■ Working data:
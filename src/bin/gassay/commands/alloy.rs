use anyhow::Result;
use chrono::Utc;

use gold_assay::store::{LedgerRecord, Operation};
use gold_assay::{alloy_density_g_cm3, synthesize_alloy, MassUnit};

use crate::cli::AlloyArgs;
use crate::display::{print_note, print_report, Context as DisplayContext};
use crate::files;

pub fn run_alloy(args: AlloyArgs, ctx: DisplayContext) -> Result<()> {
    let unit = MassUnit::from(args.unit);
    let gold_g = unit.to_grams(args.gold_mass);

    let catalog = files::load_catalog(args.files.catalog.as_deref())?;
    let metal = catalog.resolve(&args.metal)?;

    let recipe = synthesize_alloy(gold_g, args.karat, metal)?;
    let density = alloy_density_g_cm3(gold_g, recipe.addition_g, metal.density_g_cm3);

    let rows = vec![
        ("Pure gold", format!("{:.3} g", gold_g)),
        ("Additive", metal.to_string()),
        ("Add", format!("{:.3} g", recipe.addition_g)),
        ("Total out", format!("{:.3} g", recipe.resulting_total_g)),
        ("Karat", format!("{:.2} K", recipe.resulting_karat)),
        ("Est. density", format!("{:.4} g/cm³", density)),
    ];
    print_report(ctx, "Alloy Recipe", &rows);

    let mut record = LedgerRecord::new(Operation::Alloy, Utc::now());
    record.metal = Some(metal.name.clone());
    record.input_g = Some(gold_g);
    record.density_g_cm3 = Some(density);
    record.karats = Some(recipe.resulting_karat);
    record.fine_gold_g = Some(gold_g);
    record.addition_g = Some(recipe.addition_g);
    record.total_g = Some(recipe.resulting_total_g);

    files::append_ledger(&args.files.ledger, &record)?;
    print_note(ctx, &format!("Recorded in {}", args.files.ledger.display()));

    Ok(())
}
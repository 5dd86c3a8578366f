use thiserror::Error;

#[derive(Debug, Error)]
pub enum Error {
    #[error("I/O operation failed: {source}")]
    Io {
        #[from]
        source: std::io::Error,
    },

    #[error("failed to parse price quote: {0}")]
    PriceParse(#[from] toml::de::Error),

    #[error("failed to encode price quote: {0}")]
    PriceEncode(#[from] toml::ser::Error),

    #[error("ledger record error: {0}")]
    Ledger(#[from] csv::Error),
}
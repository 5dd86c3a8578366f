use super::error::Error;
use crate::model::metal::Metal;
use serde::Deserialize;
use std::sync::OnceLock;

const DEFAULT_CATALOG_TOML: &str = include_str!("../../resources/default.metals.toml");

static DEFAULT_CATALOG: OnceLock<MetalCatalog> = OnceLock::new();

#[derive(Debug, Clone, Deserialize)]
struct CatalogFile {
    #[serde(default)]
    metals: Vec<MetalRecord>,
}

#[derive(Debug, Clone, Deserialize)]
struct MetalRecord {
    name: String,
    density: f64,
}

/// Ordered list of candidate impurity metals. Lookup is by name, ASCII
/// case-insensitive, with later records shadowing earlier ones so a user
/// catalog can override a builtin density.
#[derive(Debug, Clone)]
pub struct MetalCatalog {
    metals: Vec<Metal>,
}

impl MetalCatalog {
    /// The compiled-in catalog of common karat-gold alloying metals.
    pub fn builtin() -> &'static MetalCatalog {
        DEFAULT_CATALOG.get_or_init(|| {
            let file: CatalogFile = toml::from_str(DEFAULT_CATALOG_TOML)
                .expect("Failed to parse embedded default catalog. This is a library bug.");
            let metals = validate_records(file.metals)
                .expect("Embedded default catalog has an invalid record. This is a library bug.");
            MetalCatalog { metals }
        })
    }

    /// Builds the active catalog: the builtin records, extended by the
    /// records of `custom_toml` when one is given.
    ///
    /// # Errors
    ///
    /// [`Error::CatalogParse`] for malformed TOML and
    /// [`Error::InvalidCatalogRecord`] for records violating the metal
    /// invariants (empty name, non-positive density).
    pub fn load(custom_toml: Option<&str>) -> Result<MetalCatalog, Error> {
        let mut catalog = Self::builtin().clone();
        if let Some(toml) = custom_toml {
            let file: CatalogFile = toml::from_str(toml)?;
            catalog.metals.extend(validate_records(file.metals)?);
        }
        Ok(catalog)
    }

    pub fn find(&self, name: &str) -> Option<&Metal> {
        self.metals
            .iter()
            .rev()
            .find(|metal| metal.name.eq_ignore_ascii_case(name))
    }

    /// Like [`find`](Self::find) but failure is an [`Error::UnknownMetal`].
    pub fn resolve(&self, name: &str) -> Result<&Metal, Error> {
        self.find(name).ok_or_else(|| Error::unknown_metal(name))
    }

    pub fn iter(&self) -> impl Iterator<Item = &Metal> {
        self.metals.iter()
    }

    #[inline]
    pub fn len(&self) -> usize {
        self.metals.len()
    }

    #[inline]
    pub fn is_empty(&self) -> bool {
        self.metals.is_empty()
    }
}

fn validate_records(records: Vec<MetalRecord>) -> Result<Vec<Metal>, Error> {
    records
        .into_iter()
        .map(|record| {
            let name = record.name.trim();
            if name.is_empty() {
                return Err(Error::invalid_catalog_record(
                    &record.name,
                    "name must not be empty",
                ));
            }
            if !(record.density > 0.0) {
                return Err(Error::invalid_catalog_record(
                    name,
                    format!("density must be positive (got {} g/cm³)", record.density),
                ));
            }
            Ok(Metal::new(name, record.density))
        })
        .collect()
}
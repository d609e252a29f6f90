//! TCP Server
//!
//! Listens for client connections and serves each one on its own thread.
//! The acceptor polls a nonblocking listener so it can watch the
//! shutdown flag and the handler's health between accepts; it keeps a
//! roster of live serving threads, reaps finished ones as it goes, and
//! joins the rest on the way out so shutdown drains in-flight requests.

use std::net::{SocketAddr, TcpListener, TcpStream};
use std::sync::atomic::{AtomicBool, AtomicUsize, Ordering};
use std::sync::Arc;
use std::thread::{self, JoinHandle};
use std::time::Duration;

use crate::config::Config;
use crate::error::{MeridianError, Result};
use crate::protocol::{write_line, Response};

use super::{Connection, RequestHandler};

/// Accept poll granularity; also bounds shutdown latency
const ACCEPT_POLL: Duration = Duration::from_millis(25);

/// Handle for requesting a server shutdown from another thread
#[derive(Clone)]
pub struct ShutdownHandle {
    flag: Arc<AtomicBool>,
}

impl ShutdownHandle {
    pub fn shutdown(&self) {
        self.flag.store(true, Ordering::Relaxed);
    }

    pub fn is_shutdown(&self) -> bool {
        self.flag.load(Ordering::Relaxed)
    }
}

/// TCP server for the client protocol
pub struct Server {
    config: Config,
    handler: Arc<dyn RequestHandler>,
    listener: TcpListener,
    shutdown: Arc<AtomicBool>,
    /// Live-connection gauge, decremented by each thread's exit guard
    active: Arc<AtomicUsize>,
}

impl Server {
    /// Bind the listen address and prepare the server.
    pub fn bind(config: Config, handler: Arc<dyn RequestHandler>) -> Result<Self> {
        let listener = TcpListener::bind(&config.listen_addr).map_err(|e| {
            MeridianError::Network(format!("failed to bind {}: {}", config.listen_addr, e))
        })?;
        // Nonblocking so the accept loop can poll flags between clients.
        listener.set_nonblocking(true)?;

        Ok(Server {
            config,
            handler,
            listener,
            shutdown: Arc::new(AtomicBool::new(false)),
            active: Arc::new(AtomicUsize::new(0)),
        })
    }

    /// Accept and serve clients until shutdown is requested or the
    /// handler reports it can no longer honor durability (blocking).
    ///
    /// Returns `Err` in the unhealthy case: it is the caller's signal to
    /// exit nonzero rather than restart the loop.
    pub fn run(&mut self) -> Result<()> {
        tracing::info!("accepting clients on {}", self.config.listen_addr);
        let mut roster: Vec<JoinHandle<()>> = Vec::new();

        let outcome = loop {
            if self.shutdown.load(Ordering::Relaxed) {
                break Ok(());
            }
            if !self.handler.healthy() {
                tracing::error!("durability lost; refusing further clients");
                break Err(MeridianError::Io(std::io::Error::new(
                    std::io::ErrorKind::Other,
                    "request handler reported unhealthy",
                )));
            }

            let (stream, addr) = match self.listener.accept() {
                Ok(accepted) => accepted,
                Err(e) if e.kind() == std::io::ErrorKind::WouldBlock => {
                    thread::sleep(ACCEPT_POLL);
                    continue;
                }
                Err(e) => {
                    tracing::warn!("accept failed: {}", e);
                    continue;
                }
            };

            roster.retain(|serving| !serving.is_finished());
            if roster.len() >= self.config.max_connections {
                tracing::warn!(
                    peer = %addr,
                    limit = self.config.max_connections,
                    "turning away client; at capacity"
                );
                turn_away(stream);
                continue;
            }

            match self.serve_on_thread(stream, addr) {
                Ok(serving) => roster.push(serving),
                Err(e) => tracing::error!("could not serve {}: {}", addr, e),
            }
        };

        // Raise the flag for in-flight connections too, then drain them.
        self.shutdown.store(true, Ordering::Relaxed);
        if !roster.is_empty() {
            tracing::info!(in_flight = roster.len(), "draining client connections");
        }
        for serving in roster {
            let _ = serving.join();
        }

        tracing::info!("server stopped");
        outcome
    }

    /// Spawn the serving thread for one accepted client.
    fn serve_on_thread(&self, stream: TcpStream, addr: SocketAddr) -> Result<JoinHandle<()>> {
        let handler = Arc::clone(&self.handler);
        let stop = Arc::clone(&self.shutdown);
        let gauge = ActiveGuard::enter(Arc::clone(&self.active));
        let read_ms = self.config.read_timeout_ms;
        let write_ms = self.config.write_timeout_ms;

        tracing::debug!(peer = %addr, "client connected");
        thread::Builder::new()
            .name(format!("meridian-client-{}", addr.port()))
            .spawn(move || {
                let _gauge = gauge;
                let mut conn = match Connection::new(stream, handler, stop) {
                    Ok(conn) => conn,
                    Err(e) => {
                        tracing::debug!(peer = %addr, "client setup failed: {}", e);
                        return;
                    }
                };
                if let Err(e) = conn.set_timeouts(read_ms, write_ms) {
                    tracing::debug!(peer = %addr, "timeout setup failed: {}", e);
                }
                match conn.handle() {
                    Ok(()) => tracing::debug!(peer = %addr, "client disconnected"),
                    Err(e) => tracing::debug!(peer = %addr, "client dropped: {}", e),
                }
            })
            .map_err(|e| MeridianError::Network(format!("failed to spawn client thread: {}", e)))
    }

    /// Handle for signaling shutdown from another thread
    pub fn shutdown_handle(&self) -> ShutdownHandle {
        ShutdownHandle {
            flag: Arc::clone(&self.shutdown),
        }
    }

    /// Number of clients currently being served
    pub fn active_connections(&self) -> usize {
        self.active.load(Ordering::Relaxed)
    }

    /// Get the bound address
    pub fn local_addr(&self) -> Result<SocketAddr> {
        Ok(self.listener.local_addr()?)
    }
}

/// Keeps the live-connection gauge honest: incremented on entry,
/// decremented when the serving thread ends for any reason.
struct ActiveGuard(Arc<AtomicUsize>);

impl ActiveGuard {
    fn enter(gauge: Arc<AtomicUsize>) -> Self {
        gauge.fetch_add(1, Ordering::Relaxed);
        ActiveGuard(gauge)
    }
}

impl Drop for ActiveGuard {
    fn drop(&mut self) {
        self.0.fetch_sub(1, Ordering::Relaxed);
    }
}

/// Tell an over-capacity client why it is being dropped before closing.
fn turn_away(mut stream: TcpStream) {
    let busy = MeridianError::Unavailable("connection limit reached".to_string());
    let _ = write_line(&mut stream, &Response::from_error(&busy));
}

#[cfg(test)]
mod tests {
    use super::*;
    use crate::protocol::Request;

    struct OkHandler;

    impl RequestHandler for OkHandler {
        fn handle(&self, _request: Request) -> Response {
            Response::ok()
        }
    }

    #[test]
    fn test_bind_reports_ephemeral_port() {
        let config = Config::builder().listen_addr("127.0.0.1:0").build();
        let server = Server::bind(config, Arc::new(OkHandler)).unwrap();
        assert_ne!(server.local_addr().unwrap().port(), 0);
        assert_eq!(server.active_connections(), 0);
        assert!(!server.shutdown_handle().is_shutdown());
    }
}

■ Instructions for the task: The range runs from the line above containing "let handler = Arc::clone(&self.handler);" to the line containing "thread::Builder::new()", inclusive. Restate those lines word for word and no others.

■ Exercise solution:
        let handler = Arc::clone(&self.handler);
        let stop = Arc::clone(&self.shutdown);
        let gauge = ActiveGuard::enter(Arc::clone(&self.active));
        let read_ms = self.config.read_timeout_ms;
        let write_ms = self.config.write_timeout_ms;

        tracing::debug!(peer = %addr, "client connected");
        thread::Builder::new()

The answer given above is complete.